# Saved entries
********

//! Otsu binarization of a logit field.
//!
//! The histogram is built through a 256-entry sigmoid table over logits in `[-6, 6]`
//! instead of calling `exp` for every pixel. The table is immutable once built; a
//! process-wide instance is available through [`SigmoidLut::shared`].
use once_cell::sync::Lazy;
use tracing::debug;

use super::ops::{clamp, sigmoid};

pub const LUT_SIZE: usize = 256;
pub const LOGIT_MIN: f32 = -6.0;
pub const LOGIT_MAX: f32 = 6.0;

static SHARED_LUT: Lazy<SigmoidLut> = Lazy::new(SigmoidLut::new);

/// Sigmoid sampled at 256 equally spaced logits in `[LOGIT_MIN, LOGIT_MAX]`.
#[derive(Debug, Clone)]
pub struct SigmoidLut {
    table: [f32; LUT_SIZE],
}

impl SigmoidLut {
    pub fn new() -> Self {
        let mut table = [0.0f32; LUT_SIZE];
        let step = (LOGIT_MAX - LOGIT_MIN) / (LUT_SIZE - 1) as f32;
        for (i, v) in table.iter_mut().enumerate() {
            *v = sigmoid(LOGIT_MIN + step * i as f32);
        }
        Self { table }
    }

    /// The table built on first use and shared for the rest of the process.
    pub fn shared() -> &'static SigmoidLut {
        &SHARED_LUT
    }

    /// Table index of a logit; values outside `[-6, 6]` land on the end entries.
    #[inline]
    pub fn index(&self, logit: f32) -> usize {
        let pos = (logit - LOGIT_MIN) / (LOGIT_MAX - LOGIT_MIN) * (LUT_SIZE - 1) as f32;
        if pos.is_nan() {
            return 0;
        }
        clamp(pos.round(), 0.0, (LUT_SIZE - 1) as f32) as usize
    }

    #[inline]
    pub fn lookup(&self, logit: f32) -> f32 {
        self.table[self.index(logit)]
    }

    /// 8-bit probability bin of a logit, `floor(sigmoid * 255)`.
    #[inline]
    pub fn bin(&self, logit: f32) -> usize {
        clamp((self.lookup(logit) * 255.0) as i32, 0, 255) as usize
    }

    pub fn as_slice(&self) -> &[f32] {
        &self.table
    }
}

impl Default for SigmoidLut {
    fn default() -> Self {
        Self::new()
    }
}

/// 256-bin histogram of `sigmoid(logit)` scaled to 8 bits.
pub fn probability_histogram(lut: &SigmoidLut, logits: &[f32]) -> [u64; 256] {
    let mut hist = [0u64; 256];
    for &v in logits {
        hist[lut.bin(v)] += 1;
    }
    hist
}

/// Split point in `[0, 1]` maximizing between-class variance of the sigmoid histogram.
///
/// Splits with an empty class are skipped; among equal maxima the lowest split wins.
/// Returns 0 when every value falls in one bin.
pub fn otsu_threshold(lut: &SigmoidLut, logits: &[f32]) -> f32 {
    let hist = probability_histogram(lut, logits);
    let t = otsu_split(&hist);
    debug!("otsu split {} over {} values", t, logits.len());
    t as f32 / 255.0
}

/// Histogram bin index maximizing `wB * wF * (mB - mF)^2`.
pub fn otsu_split(hist: &[u64; 256]) -> usize {
    let total: u64 = hist.iter().sum();
    let sum_all: f64 = hist
        .iter()
        .enumerate()
        .map(|(i, &h)| i as f64 * h as f64)
        .sum();

    let mut w_b: u64 = 0;
    let mut sum_b = 0.0f64;
    let mut best_var = 0.0f64;
    let mut best_t = 0usize;

    for t in 0..255 {
        w_b += hist[t];
        sum_b += t as f64 * hist[t] as f64;
        if w_b == 0 {
            continue;
        }
        let w_f = total - w_b;
        if w_f == 0 {
            break;
        }

        let m_b = sum_b / w_b as f64;
        let m_f = (sum_all - sum_b) / w_f as f64;
        let between = w_b as f64 * w_f as f64 * (m_b - m_f) * (m_b - m_f);
        if between > best_var {
            best_var = between;
            best_t = t;
        }
    }

    best_t
}
use thiserror::Error;

/// Application-specific errors for the CLI
#[derive(Debug, Error)]
pub enum AppError {
    #[error("Missing required argument: {arg}")]
    MissingArgument { arg: String },

    #[error("Conflicting arguments: {first} and {second}")]
    ConflictingArguments { first: String, second: String },

    #[error("Batch finished with {errors} failed file(s)")]
    BatchFailures { errors: usize },

    #[error("I/O error: {0}")]
    Io(#[from] std::io::Error),

    #[error(transparent)]
    Library(#[from] bgcrop::Error),
}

********

# WORK INSTRUCTION
Every line from the one that has "let w_f = total - w_b;" down to the last line above must be written out exactly, with both ends included and nothing else.

# RESULT OF THE TASK
        let w_f = total - w_b;
        if w_f == 0 {
            break;
        }

        let m_b = sum_b / w_b as f64;
        let m_f = (sum_all - sum_b) / w_f as f64;
        let between = w_b as f64 * w_f as f64 * (m_b - m_f) * (m_b - m_f);
        if between > best_var {
            best_var = between;
            best_t = t;
        }
    }

    best_t
}
use thiserror::Error;

/// Application-specific errors for the CLI
#[derive(Debug, Error)]
pub enum AppError {
    #[error("Missing required argument: {arg}")]
    MissingArgument { arg: String },

    #[error("Conflicting arguments: {first} and {second}")]
    ConflictingArguments { first: String, second: String },

    #[error("Batch finished with {errors} failed file(s)")]
    BatchFailures { errors: usize },

    #[error("I/O error: {0}")]
    Io(#[from] std::io::Error),

    #[error(transparent)]
    Library(#[from] bgcrop::Error),
}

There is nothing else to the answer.